Голый, неправдоподобно большой Младенец, озаренный его теплом, разводил припухлые руки, как бы перетянутые ниточками у запястий. А из левого кулака его зеленела новехонькая колода карт.
– Здравствуйте, Борис Владимирович! – оживленно сказал Младенец. – Наконец-то соблаговолили. А то мы вас все – ждем и ждем. Вероятно, государственные заботы? Вон как вы запыхались. И пиджак весь в земле. Выбросить придется пиджак. Неужели ползли? Борис Владимирович! Как-то вам не к лицу! – Он поднял над глазами безволосые валики жира. – Ну-ка, Пасенька, разберись!..
Что-то грузное, стремительное перемахнуло через костер. Оглушительно затрещали кусты. Тут же хлынуло – верещание, полузадушенный детский писк. Гладкая крысиная морда вынырнула из темноты и легла на передние лапы, успокаиваясь, облизывая с усов размозженные остатки хитина. Черные, как бусины, глаза преданно уставились на меня.
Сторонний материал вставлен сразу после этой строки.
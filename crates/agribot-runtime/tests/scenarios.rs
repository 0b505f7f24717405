//! End-to-end scenarios: mission, arbiter and liveness tasks driving the
//! simulated actuator unit over the real line protocol.

mod common;

use std::time::Duration;

use agribot_middleware::Topic;
use agribot_types::{
    CalibrationProfile, CompensationMode, ControlMode, EventPayload, MissionState,
    MotionCommand as C, ProximityReadings,
};
use common::{close, silent_rig, sim_rig, weed};

const CLEAR: ProximityReadings = ProximityReadings {
    front_cm: 200.0,
    left_cm: 200.0,
    right_cm: 200.0,
};

#[tokio::test(start_paused = true)]
async fn straight_treatment() -> Result<(), Box<dyn std::error::Error>> {
    let rig = sim_rig(CalibrationProfile::default());
    let probe = rig.probe.clone().ok_or("sim probe")?;
    let mut events = rig.coordinator.bus().subscribe_to(Topic::MissionEvents);

    rig.handle.start().await?;
    rig.handle
        .wait_for(|s| s.state == MissionState::Searching)
        .await?;

    // 80 px ahead of the arm axis, 130 px above the sensing edge.
    rig.coordinator.publish_frame(vec![weed(400.0, 350.0)]);
    rig.handle
        .wait_for(|s| s.state == MissionState::Aligning)
        .await?;
    // After the 4 cm correction the weed sits on the axis.
    rig.coordinator.publish_frame(vec![weed(320.0, 350.0)]);

    let status = rig
        .handle
        .wait_for(|s| s.treated == 1 && s.state == MissionState::Searching)
        .await?;
    assert_eq!(status.current_target, None);
    assert!(status.last_error.is_none());
    assert!(status.distance_cm >= 12.49, "4 cm alignment + 8.5 cm offset travel");
    tokio::time::sleep(Duration::from_millis(200)).await;

    let commands = rig.transcript.commands();
    assert_eq!(
        commands[..3],
        [
            C::SetClosedLoop(false),
            C::SetAvoidanceThreshold { cm: 30 },
            C::Avoidance(true),
        ]
    );
    let extension_s = 6.5 / 2.17;
    assert!(
        matches!(
            &commands[3..],
            [
                C::MoveForward { seconds: None },
                C::MoveStop,
                C::MoveForward { seconds: Some(align) },
                C::MoveForward { seconds: Some(offset) },
                C::ExtendFor { seconds: extend },
                C::Lower,
                C::Spray { seconds: spray },
                C::Raise,
                C::RetractFor { seconds: retract },
                C::PumpOff,
                C::MoveForward { seconds: None },
            ] if close(*align, 0.40)
                && close(*offset, 0.85)
                && close(*extend, extension_s)
                && close(*spray, 2.0)
                && close(*retract, extension_s + 0.5)
        ),
        "unexpected command sequence: {commands:?}"
    );

    assert!(probe.arm.position_cm().abs() < 0.01, "arm back home");
    assert!(probe.lift.position_cm().abs() < 0.01, "nozzle raised");
    assert!(!agribot_hal::Relay::state(&probe.pump));

    // The same weed seen again is never offered twice.
    rig.coordinator.publish_frame(vec![weed(320.0, 350.0)]);
    tokio::time::sleep(Duration::from_secs(1)).await;
    let status = rig.handle.status();
    assert_eq!(status.treated, 1);
    assert_eq!(status.state, MissionState::Searching);

    let mut treated = 0;
    let mut stages = Vec::new();
    while let Ok(Ok(event)) =
        tokio::time::timeout(Duration::from_millis(10), events.recv()).await
    {
        match event.payload {
            EventPayload::TargetTreated { .. } => treated += 1,
            EventPayload::MissionTransition { to, .. } => stages.push(to),
            _ => {}
        }
    }
    assert_eq!(treated, 1);
    assert_eq!(
        stages,
        [
            MissionState::Searching,
            MissionState::Aligning,
            MissionState::Computing,
            MissionState::Compensating,
            MissionState::Extending,
            MissionState::Lowering,
            MissionState::Treating,
            MissionState::Raising,
            MissionState::Retracting,
            MissionState::Resetting,
            MissionState::Searching,
        ]
    );
    rig.coordinator.shutdown();
    Ok(())
}

#[tokio::test(start_paused = true)]
async fn closed_loop_treatment_uses_position_commands() -> Result<(), Box<dyn std::error::Error>> {
    let rig = sim_rig(CalibrationProfile {
        arm_control: ControlMode::ClosedLoop,
        ..CalibrationProfile::default()
    });
    let probe = rig.probe.clone().ok_or("sim probe")?;
    let mut status = rig.handle.subscribe_status();

    rig.handle.start().await?;
    rig.handle
        .wait_for(|s| s.state == MissionState::Searching)
        .await?;
    rig.coordinator.publish_frame(vec![weed(320.0, 350.0)]);

    status
        .wait_for(|s| s.state == MissionState::Lowering)
        .await?;
    assert!((probe.arm.position_cm() - 6.5).abs() <= 0.2, "within tolerance");

    rig.handle
        .wait_for(|s| s.treated == 1 && s.state == MissionState::Searching)
        .await?;
    let commands = rig.transcript.commands();
    assert_eq!(commands[0], C::SetClosedLoop(true));
    assert!(commands.iter().any(|c| matches!(c, C::ExtendTo { cm } if close(*cm, 6.5))));
    assert!(commands.contains(&C::ArmHome));
    assert!(!commands.iter().any(|c| matches!(c, C::ExtendFor { .. } | C::RetractFor { .. })));
    assert!(probe.arm.position_cm().abs() <= 0.2);
    rig.coordinator.shutdown();
    Ok(())
}

#[tokio::test(start_paused = true)]
async fn silent_actuator_times_out_to_idle() -> Result<(), Box<dyn std::error::Error>> {
    let rig = silent_rig(CalibrationProfile::default());
    let mut alerts = rig.coordinator.bus().subscribe_to(Topic::SystemAlerts);

    rig.handle.start().await?;
    let status = rig
        .handle
        .wait_for(|s| s.state == MissionState::Idle && s.last_error.is_some())
        .await?;
    let message = status.last_error.unwrap_or_default();
    assert!(message.starts_with("Z_ENC_OFF"), "{message}");
    assert!(message.contains("no response"), "{message}");

    // Nothing is retried and nothing follows the stop-all.
    tokio::time::sleep(Duration::from_secs(30)).await;
    assert_eq!(
        rig.transcript.commands(),
        [C::SetClosedLoop(false), C::StopAll]
    );
    assert!(rig.coordinator.dispatcher().client().stats().timeouts >= 2);

    let mut fault = false;
    let mut link_lost = false;
    while let Ok(Some(event)) =
        tokio::time::timeout(Duration::from_millis(10), alerts.next()).await
    {
        match event.payload {
            EventPayload::MissionFault { command, .. } => {
                assert_eq!(command, "Z_ENC_OFF");
                fault = true;
            }
            EventPayload::LinkHealth { alive: false } => link_lost = true,
            _ => {}
        }
    }
    assert!(fault, "mission fault reported");
    assert!(link_lost, "liveness monitor noticed the silence");
    rig.coordinator.shutdown();
    Ok(())
}

#[tokio::test(start_paused = true)]
async fn obstacle_preempts_extension() -> Result<(), Box<dyn std::error::Error>> {
    let rig = sim_rig(CalibrationProfile::default());
    let probe = rig.probe.clone().ok_or("sim probe")?;
    let mut alerts = rig.coordinator.bus().subscribe_to(Topic::SystemAlerts);

    rig.handle.start().await?;
    rig.handle
        .wait_for(|s| s.state == MissionState::Searching)
        .await?;
    rig.coordinator.publish_frame(vec![weed(320.0, 350.0)]);
    rig.handle
        .wait_for(|s| s.state == MissionState::Extending)
        .await?;

    probe.set_readings(ProximityReadings::new(10.0, 200.0, 200.0));
    loop {
        let event = alerts.next().await.ok_or("bus closed")?;
        if let EventPayload::ObstacleAvoided { action, .. } = event.payload {
            assert_eq!(action, "back_off_turn_left");
            break;
        }
    }
    probe.set_readings(CLEAR);

    let status = rig
        .handle
        .wait_for(|s| s.state == MissionState::Searching && s.obstacle_events >= 1)
        .await?;
    assert_eq!(status.treated, 0, "abandoned target is not marked");
    assert_eq!(status.current_target, None);
    tokio::time::sleep(Duration::from_millis(200)).await;

    let commands = rig.transcript.commands();
    let position = |wanted: &dyn Fn(&C) -> bool| commands.iter().position(|c| wanted(c));
    let extend = position(&|c| matches!(c, C::ExtendFor { .. })).ok_or("no extension")?;
    let back_off = position(&|c| matches!(c, C::MoveBackward { seconds: Some(s) } if close(*s, 0.3)))
        .ok_or("no back-off")?;
    let turn = position(&|c| matches!(c, C::TurnLeft { seconds: Some(s) } if close(*s, 0.5)))
        .ok_or("no turn")?;
    let pump_off = position(&|c| *c == C::PumpOff).ok_or("no pump off")?;
    let retract = position(&|c| matches!(c, C::RetractFor { .. })).ok_or("no retract")?;

    assert!(extend < back_off && back_off < turn, "{commands:?}");
    assert!(extend < pump_off && pump_off < retract, "{commands:?}");
    assert_eq!(
        commands.iter().filter(|c| matches!(c, C::ExtendFor { .. })).count(),
        1
    );
    assert!(!commands.iter().any(|c| matches!(c, C::Spray { .. })), "{commands:?}");
    assert_eq!(commands.last(), Some(&C::MoveForward { seconds: None }));

    // Every transaction got its own reply; at most a poll is still in flight.
    let stats = rig.coordinator.dispatcher().client().stats();
    assert_eq!(stats.timeouts, 0);
    assert_eq!(stats.malformed, 0);
    assert_eq!(stats.refused, 0);
    assert!(stats.sent - stats.acknowledged <= 1, "{stats:?}");

    assert!(probe.arm.position_cm().abs() < 0.01, "arm reset after pre-emption");
    rig.coordinator.shutdown();
    Ok(())
}

#[tokio::test(start_paused = true)]
async fn stop_during_treatment_parks_everything() -> Result<(), Box<dyn std::error::Error>> {
    let rig = sim_rig(CalibrationProfile::default());
    let probe = rig.probe.clone().ok_or("sim probe")?;

    rig.handle.start().await?;
    rig.handle
        .wait_for(|s| s.state == MissionState::Searching)
        .await?;
    rig.coordinator.publish_frame(vec![weed(320.0, 350.0)]);
    rig.handle
        .wait_for(|s| s.state == MissionState::Treating)
        .await?;

    rig.handle.stop("operator");
    let status = rig
        .handle
        .wait_for(|s| s.state == MissionState::Idle)
        .await?;
    assert_eq!(status.treated, 0);
    assert!(status.last_error.is_none());

    let commands = rig.transcript.commands();
    assert_eq!(commands.last(), Some(&C::StopAll));
    assert!(!agribot_hal::Relay::state(&probe.pump));

    // Idle means idle: no further mission traffic.
    tokio::time::sleep(Duration::from_secs(5)).await;
    assert_eq!(rig.transcript.commands().len(), commands.len());
    rig.coordinator.shutdown();
    Ok(())
}

#[tokio::test(start_paused = true)]
async fn base_stays_parked_through_treatment_after_avoidance() -> Result<(), Box<dyn std::error::Error>>
{
    let rig = sim_rig(CalibrationProfile {
        compensation: CompensationMode::Reach,
        ..CalibrationProfile::default()
    });
    let probe = rig.probe.clone().ok_or("sim probe")?;

    rig.handle.start().await?;
    rig.handle
        .wait_for(|s| s.state == MissionState::Searching)
        .await?;

    // Obstacle on the left: stop and turn right.  The weed shows up while
    // the turn is still running.
    probe.set_readings(ProximityReadings::new(200.0, 12.0, 200.0));
    rig.handle.wait_for(|s| s.obstacle_events >= 1).await?;
    probe.set_readings(CLEAR);
    rig.coordinator.publish_frame(vec![weed(320.0, 100.0)]);

    rig.handle
        .wait_for(|s| s.state == MissionState::Extending)
        .await?;
    let parked_at = probe.odometer_cm();
    rig.handle
        .wait_for(|s| s.state == MissionState::Treating)
        .await?;
    tokio::time::sleep(Duration::from_millis(1500)).await;
    assert!(
        (probe.odometer_cm() - parked_at).abs() < 0.01,
        "base moved {:.2} cm during the treatment",
        probe.odometer_cm() - parked_at
    );

    rig.handle.wait_for(|s| s.treated == 1).await?;
    let commands = rig.transcript.commands();
    let extend = commands
        .iter()
        .position(|c| matches!(c, C::ExtendFor { .. }))
        .ok_or("no extension")?;
    let stop = commands[..extend]
        .iter()
        .rposition(|c| *c == C::MoveStop)
        .ok_or("no stop before the extension")?;
    let pump_off = extend
        + commands[extend..]
            .iter()
            .position(|c| *c == C::PumpOff)
            .ok_or("no pump off")?;
    assert!(
        !commands[stop + 1..pump_off].iter().any(C::is_drive),
        "drive command during the treatment: {commands:?}"
    );
    assert!(
        matches!(commands[extend], C::ExtendFor { seconds } if close(seconds, 10.5 / 2.17)),
        "{commands:?}"
    );
    assert!(
        commands[..stop]
            .iter()
            .any(|c| matches!(c, C::TurnRight { seconds: Some(s) } if close(*s, 0.5))),
        "{commands:?}"
    );
    rig.coordinator.shutdown();
    Ok(())
}

#[tokio::test(start_paused = true)]
async fn spray_abandoned_by_avoidance_is_sprayed_once() -> Result<(), Box<dyn std::error::Error>> {
    let rig = sim_rig(CalibrationProfile::default());
    let probe = rig.probe.clone().ok_or("sim probe")?;
    let mut alerts = rig.coordinator.bus().subscribe_to(Topic::SystemAlerts);

    rig.handle.start().await?;
    rig.handle
        .wait_for(|s| s.state == MissionState::Searching)
        .await?;
    rig.coordinator.publish_frame(vec![weed(320.0, 350.0)]);
    rig.handle
        .wait_for(|s| s.state == MissionState::Lowering)
        .await?;

    probe.set_readings(ProximityReadings::new(10.0, 200.0, 200.0));
    loop {
        let event = alerts.next().await.ok_or("bus closed")?;
        if matches!(event.payload, EventPayload::ObstacleAvoided { .. }) {
            break;
        }
    }
    probe.set_readings(CLEAR);
    rig.handle
        .wait_for(|s| s.state == MissionState::Searching && s.obstacle_events >= 1)
        .await?;

    // Whether or not the spray got out before the reaction, showing the weed
    // again ends with exactly one treatment.
    rig.coordinator.publish_frame(vec![weed(320.0, 350.0)]);
    rig.handle
        .wait_for(|s| s.treated == 1 && s.state == MissionState::Searching)
        .await?;
    tokio::time::sleep(Duration::from_secs(1)).await;
    assert_eq!(rig.handle.status().treated, 1);

    let commands = rig.transcript.commands();
    let sprays: Vec<usize> = commands
        .iter()
        .enumerate()
        .filter(|(_, c)| matches!(c, C::Spray { .. }))
        .map(|(i, _)| i)
        .collect();
    assert_eq!(sprays.len(), 1, "{commands:?}");

    // The manoeuvre went out as one uninterrupted batch.
    let back_off = commands
        .iter()
        .position(|c| matches!(c, C::MoveBackward { seconds: Some(s) } if close(*s, 0.3)))
        .ok_or("no back-off")?;
    assert_eq!(commands[back_off - 1], C::MoveStop, "{commands:?}");
    assert!(
        matches!(commands[back_off + 1], C::TurnLeft { seconds: Some(s) } if close(s, 0.5)),
        "{commands:?}"
    );

    // Nothing resumed travel while the nozzle was down.
    let spray = sprays[0];
    let pump_off = spray
        + commands[spray..]
            .iter()
            .position(|c| *c == C::PumpOff)
            .ok_or("no pump off")?;
    assert!(
        !commands[spray..pump_off]
            .iter()
            .any(|c| *c == C::MoveForward { seconds: None }),
        "{commands:?}"
    );
    assert!(!agribot_hal::Relay::state(&probe.pump));
    rig.coordinator.shutdown();
    Ok(())
}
Розовые живые ноздри – дышали. Двое потных солдат в разрисованных комбинезонах тут же вынырнули вслед за нею и мгновенно окаменели, наведя в исступлении крупные армейские автоматы.
Правда, очереди литого огня почему-то не полоснули. Кто-то третий, приземистый, совершенно неразличимый в тени, осторожно выдвинулся из-за их фигур и отчетливо, звонко щелкнул коваными каблуками.
– Капитан Кирдянкин! Я имею приказ арестовывать всех подозрительных!
Сердце у меня упало, но Младенец, напружинив пупок, благосклонно покивал головой, похожей на грушу:
– Вольно, капитан! Можете продолжать!
А Железная Дева – полуголая, распаренная, в одних трусиках сидящая с другой стороны костра – как сосиски растянула за соски свои тощие резиновые груди:
– Привет, ребята!
И солдаты с безумными лицами проследовали вперед, аккуратно огибая костер. Больше никто не сказал ни слова. Лошадиные широкие зубы блеснули у Младенца во рту.